The success of an RNAi experiment mainly depends on three variables: 1) the transfection efficiency 2) the silencing efficiency 3) non target (unspecific) effects. Therefore, the use of the appropriate positive and negative controls is fundamental in planning and executing an RNAi experiment, as well as in analyzing and interpreting the results.
I apply the RNAi technique to study the role of specific transcription factors in the induction of protective genes in human skin fibroblasts or in rat endothelial cells. To control for transfection efficiency and silencing efficiency (positive control), I normally use a thoroughly tested siRNA sequence directed against a highly expressed gene (e.g. GAPDH).
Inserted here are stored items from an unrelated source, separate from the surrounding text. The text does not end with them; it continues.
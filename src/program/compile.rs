//! Program compilation and handle resolution
//!
//! A program's source is appended to the fixed binding prelude, parsed and
//! validated with naga, then reflected: every contract name is looked up as
//! a global of the `main` compute entry point. A handle only resolves when
//! the entry point actually uses the global.
//!
//! Every bound global the entry point uses must be something the driver can
//! bind: a prelude global or a declared `vec4<f32>` user uniform, in a group
//! below `MAX_BIND_GROUPS`, with no two sharing a slot.

use super::user_unif::UserUnif;
use super::Program;
use crate::constants::contract::{
    ENTRY_POINT, ITER_NUM_NAME, MAX_BIND_GROUPS, NUM_NODES_NAME, OUTPUT_CHANNEL_NAMES,
    SOURCE_VIEW_NAMES,
};
use crate::constants::field;
use crate::error::{MorphError, Result};
use naga::valid::{Capabilities, FunctionInfo, ValidationFlags, Validator};
use std::collections::HashMap;
use std::sync::atomic::{AtomicU64, Ordering};

/// Fixed bindings every simulation program is compiled against
pub const MORPH_PRELUDE: &str = include_str!("shaders/morph_prelude.wgsl");

static NEXT_GENERATION: AtomicU64 = AtomicU64::new(1);

/// Resolved location of a global in the program's bind groups
#[derive(Debug, Clone, Copy, PartialEq, Eq, Hash)]
pub struct BindingSlot {
    pub group: u32,
    pub binding: u32,
}

#[derive(Debug, Clone, Default, PartialEq)]
pub struct ProgramHandles {
    /// Random-access views of the source buffer, in field order
    pub source_views: [Option<BindingSlot>; field::COUNT],
    /// Output channels into the destination buffer, in field order
    pub output_channels: [Option<BindingSlot>; field::COUNT],
    pub iter_num: Option<BindingSlot>,
    pub num_nodes: Option<BindingSlot>,
    /// One entry per declared user uniform, in declaration order
    pub user_unifs: Vec<Option<BindingSlot>>,
}

impl ProgramHandles {
    /// Names of every contract global that did not resolve
    pub fn unresolved_names(&self, user_unifs: &[UserUnif]) -> Vec<String> {
        let mut names = Vec::new();
        for (slot, name) in self.source_views.iter().zip(SOURCE_VIEW_NAMES) {
            if slot.is_none() {
                names.push(name.to_string());
            }
        }
        for (slot, name) in self.output_channels.iter().zip(OUTPUT_CHANNEL_NAMES) {
            if slot.is_none() {
                names.push(name.to_string());
            }
        }
        if self.iter_num.is_none() {
            names.push(ITER_NUM_NAME.to_string());
        }
        if self.num_nodes.is_none() {
            names.push(NUM_NODES_NAME.to_string());
        }
        for (slot, unif) in self.user_unifs.iter().zip(user_unifs) {
            if slot.is_none() {
                names.push(unif.name.clone());
            }
        }
        names
    }

    /// Highest bind group any resolved handle lives in
    pub fn max_group(&self) -> Option<u32> {
        self.source_views
            .iter()
            .chain(self.output_channels.iter())
            .chain([&self.iter_num, &self.num_nodes])
            .chain(self.user_unifs.iter())
            .flatten()
            .map(|slot| slot.group)
            .max()
    }
}

/// A compiled simulation program
#[derive(Debug, Clone)]
pub struct MorphProgram {
    pub name: String,
    /// Complete WGSL source, prelude included
    pub source: String,
    pub user_unifs: Vec<UserUnif>,
    pub handles: ProgramHandles,
    pub workgroup_size: [u32; 3],
    /// Unique per compile, so pipelines are never reused across reloads
    pub generation: u64,
}

impl Program for MorphProgram {
    fn name(&self) -> &str {
        &self.name
    }

    fn user_unifs(&self) -> &[UserUnif] {
        &self.user_unifs
    }

    fn user_unifs_mut(&mut self) -> &mut [UserUnif] {
        &mut self.user_unifs
    }
}

fn active_global(
    module: &naga::Module,
    function_info: &FunctionInfo,
    name: &str,
) -> Option<BindingSlot> {
    let (handle, var) = module
        .global_variables
        .iter()
        .find(|(_, var)| var.name.as_deref() == Some(name))?;
    let binding = var.binding.as_ref()?;
    if function_info[handle].is_empty() {
        return None;
    }
    Some(BindingSlot {
        group: binding.group,
        binding: binding.binding,
    })
}

fn is_vec4_uniform(module: &naga::Module, var: &naga::GlobalVariable) -> bool {
    let is_vec4 = match module.types[var.ty].inner {
        naga::TypeInner::Vector { size, scalar } => {
            size == naga::VectorSize::Quad && scalar == naga::Scalar::F32
        }
        _ => false,
    };
    var.space == naga::AddressSpace::Uniform && is_vec4
}

fn is_prelude_name(name: &str) -> bool {
    SOURCE_VIEW_NAMES.contains(&name)
        || OUTPUT_CHANNEL_NAMES.contains(&name)
        || name == ITER_NUM_NAME
        || name == NUM_NODES_NAME
}

/// Checks that the driver can supply every binding the entry point uses
fn check_bindings(
    module: &naga::Module,
    function_info: &FunctionInfo,
    user_unifs: &[UserUnif],
) -> std::result::Result<(), String> {
    let mut taken: HashMap<BindingSlot, &str> = HashMap::new();
    for (handle, var) in module.global_variables.iter() {
        let Some(binding) = var.binding.as_ref() else {
            continue;
        };
        if function_info[handle].is_empty() {
            continue;
        }
        let name = var.name.as_deref().unwrap_or("<unnamed>");
        let slot = BindingSlot {
            group: binding.group,
            binding: binding.binding,
        };

        if user_unifs.iter().any(|unif| unif.name == name) {
            if !is_vec4_uniform(module, var) {
                return Err(format!(
                    "user uniform '{}' must be declared as var<uniform> vec4<f32>",
                    name
                ));
            }
        } else if !is_prelude_name(name) {
            return Err(format!(
                "'{}' (group {}, binding {}) is neither a prelude global nor a declared user uniform",
                name, slot.group, slot.binding
            ));
        }
        if slot.group >= MAX_BIND_GROUPS {
            return Err(format!(
                "'{}' is in group {}, only groups below {} can be bound",
                name, slot.group, MAX_BIND_GROUPS
            ));
        }
        if let Some(other) = taken.insert(slot, name) {
            return Err(format!(
                "'{}' and '{}' share group {} binding {}",
                other, name, slot.group, slot.binding
            ));
        }
    }
    Ok(())
}

/// Compiles `source` against `prelude` and resolves all contract handles
///
/// Unresolved handles are logged as warnings; the program is still returned
/// and runs with those channels left undefined.
pub fn compile(
    name: &str,
    source: &str,
    user_unifs: Vec<UserUnif>,
    prelude: &str,
) -> Result<MorphProgram> {
    let full_source = format!("{}\n{}", prelude, source);
    let compile_error = |message: String| MorphError::Compile {
        program: name.to_string(),
        message,
    };

    let module = naga::front::wgsl::parse_str(&full_source)
        .map_err(|e| compile_error(e.emit_to_string(&full_source)))?;
    let info = Validator::new(ValidationFlags::all(), Capabilities::all())
        .validate(&module)
        .map_err(|e| compile_error(e.emit_to_string(&full_source)))?;

    let (entry_index, entry_point) = module
        .entry_points
        .iter()
        .enumerate()
        .find(|(_, ep)| ep.name == ENTRY_POINT && ep.stage == naga::ShaderStage::Compute)
        .ok_or_else(|| MorphError::MissingEntryPoint {
            program: name.to_string(),
            entry_point: ENTRY_POINT.to_string(),
        })?;
    let function_info = info.get_entry_point(entry_index);
    check_bindings(&module, function_info, &user_unifs).map_err(|message| {
        MorphError::Binding {
            program: name.to_string(),
            message,
        }
    })?;
    let resolve = |global: &str| active_global(&module, function_info, global);

    let user_handles = user_unifs.iter().map(|unif| resolve(&unif.name)).collect();

    let handles = ProgramHandles {
        source_views: SOURCE_VIEW_NAMES.map(resolve),
        output_channels: OUTPUT_CHANNEL_NAMES.map(resolve),
        iter_num: resolve(ITER_NUM_NAME),
        num_nodes: resolve(NUM_NODES_NAME),
        user_unifs: user_handles,
    };

    for missing in handles.unresolved_names(&user_unifs) {
        log::warn!("Program '{}': no active binding for '{}'", name, missing);
    }

    let generation = NEXT_GENERATION.fetch_add(1, Ordering::Relaxed);
    log::debug!(
        "Compiled program '{}' (generation {}, workgroup size {:?})",
        name,
        generation,
        entry_point.workgroup_size
    );

    Ok(MorphProgram {
        name: name.to_string(),
        source: full_source,
        user_unifs,
        handles,
        workgroup_size: entry_point.workgroup_size,
        generation,
    })
}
Instead, to control for non-target (unspecific) effects, I transfect the cells with a non-silencing siRNA sequence, which has no significant homology to any known mRNA sequence for mammalian genes (negative control). If altered expression or phenotype is observed in cells transfected with negative control siRNA, these are not due to sequence complementarity. Since the main read-out of my experiments is the modification of the expression of genes, which are controlled by the transcription factors under study, I need a thoroughly tested and validated negative control to correctly evaluate the results.
I used AllStars Negative Control siRNA from Qiagen for determining unspecific effects of siRNA tranfection in my experiments. Briefly, I transfected the cells with a siRNA targeting a transcription factor, with a siRNA targeting GAPDH mRNA (positive control), with AllStars Negative Control siRNA from Qiagen, or with tranfection reagent only (mock control). Cells receiving just the transfection medium without siRNAs and transfection reagent were also included in the experimental setup (untreated control). After 24, 48 and 72 hours, the mRNA levels of the targeted transcription factor were evaluated by real-time RT-PCR and compared to the levels measured in the mock control (to evaluate the effect of the transfection reagent), as well as to the negative control (to evaluate the non-targeting effects). In my hands, the expression of the targeted genes was similar in both mock control and cells transfected with negative control siRNA.
The main advantages of using AllStars Negative Control siRNA from Qiagen are: 1) the siRNA is thoroughly tested and validated for non specific effects on gene expression by microarray analysis, 2) the kit is highly versatile: the siRNA sequence may be used in different species, 3) it is ready to use and not too expensive. The main disadvantage is that the silencing sequence is not known.
In conclusion, I would recommend using AllStars Negative Control siRNA from Qiagen as negative control for non-targeting (unspecific) effects in any RNAi experiment, particularly if the main read-out of the experiment is the modification of gene expression.